From January 1 to May 1, the S&P500 climbed 11%; in two weeks, it’s dropped by 7.5%. The S&P is still up for the year, but European stocks and commodities are now in the red.

The US market is currently very oversold, as are many other risk assets such as the Australian dollar, but the market refuses to rally. Apart from an oversold market, we now have a bearish sentiment reading from the American Association of Individual Investors, which in the past has identified a market bottom.

The American Association of Individual Investors asks investors the following question every week: "I feel that the direction of the stockmarket over the next six months will be'¦?”. They have a bullish poll and a bearish poll. I subtract the bearish poll from the bullish poll to come up with a bull/bear index.

Being a contrarian indicator, high readings indicate that the market is overly bullish and can indicate tops, while low readings can often indicate market bottoms. This indicator is a leading one, so some caution is warranted in terms of timing. However, you can see last night’s reading of -22.39 was equal to last September’s reading of -22.

Perhaps the market finished so badly due to Facebook raising $US16 billion (the top end of the range), which sucked the life out of the rest of the market. Facebook hits the boards tonight, going into a weekend at a time when markets look very vulnerable and with Europe teetering on the brink. This will truly be a face-off.

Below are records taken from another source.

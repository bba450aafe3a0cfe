//! Custom error types for the engine.
//!
//! This module defines the primary error type, `PipettorError`, for the whole crate.
//! Using the `thiserror` crate, it gives one consistent surface for everything that can
//! go wrong between receiving an operation request and the last actuator step.
//!
//! ## Error Hierarchy
//!
//! - **`Validation`**: A pre-flight check rejected the request. Raised before any actuator
//!   call, never partially applied, and always carries the offending labware id and reason.
//! - **`InsufficientHolders`**: Autoselect could not find enough pipette holders in the
//!   state the action requires. A specialization of validation failure.
//! - **`Hardware`**: Plan execution stopped on a failing step. The boxed report lists every
//!   step that was applied before the failure, which is never rolled back.
//! - **`Aborted`**: The run was aborted between two steps. Like `Hardware`, the report
//!   lists the applied steps.
//! - **`Device`**: A device failure outside plan execution (connect, home, speed setup).
//! - **`RemapUnresolved`**: A workflow references labware ids with no compatible
//!   replacement on the current deck.
//! - **`Busy`**: Another operation or workflow is already in flight. Submissions are
//!   rejected, never queued.
//!
//! By using `#[from]`, `PipettorError` can be created from underlying error types,
//! simplifying error handling with the `?` operator.

use std::fmt;

use serde::Serialize;
use thiserror::Error;

use crate::engine::sequencer::ExecutionReport;
use crate::hardware::{CommErrorCode, ControlErrorCode, ErrorCodes};
use crate::labware::LabwareId;

/// Convenience alias for results using the crate error type.
pub type AppResult<T> = std::result::Result<T, PipettorError>;

#[derive(Error, Debug)]
pub enum PipettorError {
    #[error(transparent)]
    Validation(#[from] ValidationFailure),

    #[error(
        "Not enough pipette holders on '{holder}' to {action}: need {required}, found {available}"
    )]
    InsufficientHolders {
        holder: LabwareId,
        action: String,
        required: usize,
        available: usize,
    },

    #[error("Labware '{0}' not found on deck")]
    NotFound(LabwareId),

    #[error("{}", describe_report(.0))]
    Hardware(Box<ExecutionReport>),

    #[error("{}", describe_report(.0))]
    Aborted(Box<ExecutionReport>),

    #[error("Device error: {0}")]
    Device(#[from] HardwareError),

    #[error("Unresolved labware references: {}", join_ids(.ids))]
    RemapUnresolved { ids: Vec<LabwareId> },

    #[error("Engine is busy: {state}")]
    Busy { state: String },

    #[error("Deck changed after the pipettor connection was bound (bound revision {bound}, deck revision {current})")]
    StaleDeck { bound: u64, current: u64 },

    #[error("Content error: {0}")]
    Content(#[from] ContentError),

    #[error("Configuration validation error: {0}")]
    Config(String),

    #[error("Configuration error: {0}")]
    Figment(#[from] Box<figment::Error>),

    #[error("I/O error: {0}")]
    Io(#[from] std::io::Error),

    #[error("JSON error: {0}")]
    Json(#[from] serde_json::Error),
}

impl PipettorError {
    /// True for every failure raised before the first actuator call.
    pub fn is_validation(&self) -> bool {
        matches!(
            self,
            PipettorError::Validation(_)
                | PipettorError::InsufficientHolders { .. }
                | PipettorError::NotFound(_)
        )
    }

    /// The execution report attached to a halted plan, if any.
    pub fn report(&self) -> Option<&ExecutionReport> {
        match self {
            PipettorError::Hardware(report) | PipettorError::Aborted(report) => Some(report),
            _ => None,
        }
    }
}

impl From<figment::Error> for PipettorError {
    fn from(err: figment::Error) -> Self {
        PipettorError::Figment(Box::new(err))
    }
}

fn describe_report(report: &ExecutionReport) -> String {
    match report.failure() {
        Some(failure) => format!(
            "Execution halted at step {} ({}) after {} completed steps: {}",
            failure.index + 1,
            failure.action,
            report.completed().len(),
            failure.cause
        ),
        None => match report.aborted_at() {
            Some(index) => format!(
                "Execution aborted before step {} after {} completed steps",
                index + 1,
                report.completed().len()
            ),
            None => "Execution halted".to_string(),
        },
    }
}

fn join_ids(ids: &[LabwareId]) -> String {
    ids.iter()
        .map(LabwareId::as_str)
        .collect::<Vec<_>>()
        .join(", ")
}

/// Why a labware or request failed a pre-flight check.
#[derive(Debug, Clone, PartialEq)]
pub enum ValidationReason {
    /// Labware exists but lacks the capability the operation needs.
    WrongType { expected: String, found: String },
    /// The grid position is outside the labware or refers to an empty hook.
    InvalidPosition { column: usize, row: usize },
    /// The pipettor or holder tip state does not permit the action.
    TipState(String),
    /// The target would overflow.
    Overflow { capacity: f64, current: f64, incoming: f64 },
    /// The source does not hold enough liquid.
    Underflow { available: f64, requested: f64 },
    /// A single trip would exceed the tip capacity and multi-trip is disabled.
    ExceedsTipCapacity { requested: f64, capacity: f64 },
    /// A computed axis target is outside the reachable travel.
    AxisLimit { axis: char, target: f64, limit: f64 },
    /// Anything else wrong with the request itself.
    Request(String),
}

impl fmt::Display for ValidationReason {
    fn fmt(&self, f: &mut fmt::Formatter<'_>) -> fmt::Result {
        match self {
            ValidationReason::WrongType { expected, found } => {
                write!(f, "expected {expected}, found {found}")
            }
            ValidationReason::InvalidPosition { column, row } => {
                write!(f, "no addressable item at column {column}, row {row}")
            }
            ValidationReason::TipState(msg) => write!(f, "tip state: {msg}"),
            ValidationReason::Overflow {
                capacity,
                current,
                incoming,
            } => write!(
                f,
                "would overflow: {current:.2} µl + {incoming:.2} µl exceeds capacity {capacity:.2} µl"
            ),
            ValidationReason::Underflow {
                available,
                requested,
            } => write!(
                f,
                "not enough liquid: {available:.2} µl available, {requested:.2} µl requested"
            ),
            ValidationReason::ExceedsTipCapacity {
                requested,
                capacity,
            } => write!(
                f,
                "{requested:.2} µl exceeds tip capacity {capacity:.2} µl and multi-trip is disabled"
            ),
            ValidationReason::AxisLimit {
                axis,
                target,
                limit,
            } => write!(f, "{axis} target {target:.2} is outside 0..={limit:.2}"),
            ValidationReason::Request(msg) => f.write_str(msg),
        }
    }
}

/// A rejected operation, naming the labware at fault.
#[derive(Error, Debug, Clone, PartialEq)]
#[error("Validation failed for '{labware_id}': {reason}")]
pub struct ValidationFailure {
    pub labware_id: LabwareId,
    pub reason: ValidationReason,
}

impl ValidationFailure {
    pub fn new(labware_id: impl Into<LabwareId>, reason: ValidationReason) -> Self {
        Self {
            labware_id: labware_id.into(),
            reason,
        }
    }
}

/// Content map violations.
#[derive(Error, Debug, Clone, PartialEq)]
pub enum ContentError {
    #[error("Cannot add {requested:.2} µl: {current:.2} µl of {capacity:.2} µl already used")]
    Overflow {
        capacity: f64,
        current: f64,
        requested: f64,
    },
    #[error("Cannot remove {requested:.2} µl: only {available:.2} µl present")]
    Underflow { available: f64, requested: f64 },
    #[error("Volume must be positive, got {0}")]
    NonPositiveVolume(f64),
    #[error("Content type must not be empty")]
    EmptyContentType,
}

/// Classifies a device failure.
#[derive(Debug, Clone, Copy, PartialEq, Eq, Serialize)]
#[serde(rename_all = "snake_case")]
pub enum HardwareErrorKind {
    /// The device did not accept the command.
    CommandRejected,
    /// The device accepted the command but reported failure on completion.
    CommandFailed,
    /// No completion within the driver timeout.
    Timeout,
    /// No open connection.
    NotConnected,
    /// The request violated the device's physical rules.
    Protocol,
}

impl fmt::Display for HardwareErrorKind {
    fn fmt(&self, f: &mut fmt::Formatter<'_>) -> fmt::Result {
        let label = match self {
            HardwareErrorKind::CommandRejected => "command rejected",
            HardwareErrorKind::CommandFailed => "command failed",
            HardwareErrorKind::Timeout => "timeout",
            HardwareErrorKind::NotConnected => "not connected",
            HardwareErrorKind::Protocol => "protocol",
        };
        f.write_str(label)
    }
}

/// Error reported by an actuator, with both device error codes as read back after the call.
#[derive(Error, Debug, Clone, PartialEq, Serialize)]
#[error("{kind} error ({codes}): {message}")]
pub struct HardwareError {
    pub kind: HardwareErrorKind,
    pub codes: ErrorCodes,
    pub message: String,
}

impl HardwareError {
    pub fn new(kind: HardwareErrorKind, codes: ErrorCodes, message: impl Into<String>) -> Self {
        Self {
            kind,
            codes,
            message: message.into(),
        }
    }

    /// A driver timeout, surfaced as a receive timeout on the communication layer.
    pub fn timeout(message: impl Into<String>) -> Self {
        Self::new(
            HardwareErrorKind::Timeout,
            ErrorCodes::new(CommErrorCode::ReceiveTimeout, ControlErrorCode::None),
            message,
        )
    }

    pub fn not_connected() -> Self {
        Self::new(
            HardwareErrorKind::NotConnected,
            ErrorCodes::new(CommErrorCode::OpenFailed, ControlErrorCode::None),
            "no open connection to the pipettor",
        )
    }

    pub fn protocol(message: impl Into<String>) -> Self {
        Self::new(HardwareErrorKind::Protocol, ErrorCodes::default(), message)
    }
}

#[cfg(test)]
mod tests {
    use super::*;

    #[test]
    fn validation_failure_names_labware_and_reason() {
        let err: PipettorError = ValidationFailure::new(
            "plate_1",
            ValidationReason::Underflow {
                available: 10.0,
                requested: 50.0,
            },
        )
        .into();
        let text = err.to_string();
        assert!(text.contains("plate_1"));
        assert!(text.contains("50.00"));
        assert!(err.is_validation());
    }

    #[test]
    fn timeout_maps_to_receive_timeout_code() {
        let err = HardwareError::timeout("move_xy");
        assert_eq!(err.codes.comm, CommErrorCode::ReceiveTimeout);
        assert_eq!(err.codes.control, ControlErrorCode::None);
        assert!(!err.codes.is_clear());
    }

    #[test]
    fn remap_unresolved_lists_every_id() {
        let err = PipettorError::RemapUnresolved {
            ids: vec![LabwareId::new("a"), LabwareId::new("b")],
        };
        assert_eq!(err.to_string(), "Unresolved labware references: a, b");
        assert!(!err.is_validation());
    }
}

On March 28, Apple closed at 617 and I brought to your attention an article in the Sydney Morning Herald titled 'Apple’s devoted shareholders get rich, and hang on’.

"I know there is so much euphoria around Apple, but it's very hard to sell a stock which seemingly has its products in everyone's hands," said Matt Reiner, a 25-year-old financial adviser whose investment in 40 shares of Apple has gained about $US11,000, who knows he should get out while the going is good.”

Oh Matt, I hope you sold; Apple has broken the key 550 level and like every other asset in the world, is heading for its 200-day moving average.

The chart below of the Barclays Capital High Yield Bond ETF is something else investors are fleeing. In a risk-off scenario, investors shun high-yield, high-risk bonds. As you can see on the chart, the ETF has now made a new lower low after making a lower low and lower high. The trend is now down, although this ETF is getting oversold like the rest of the market.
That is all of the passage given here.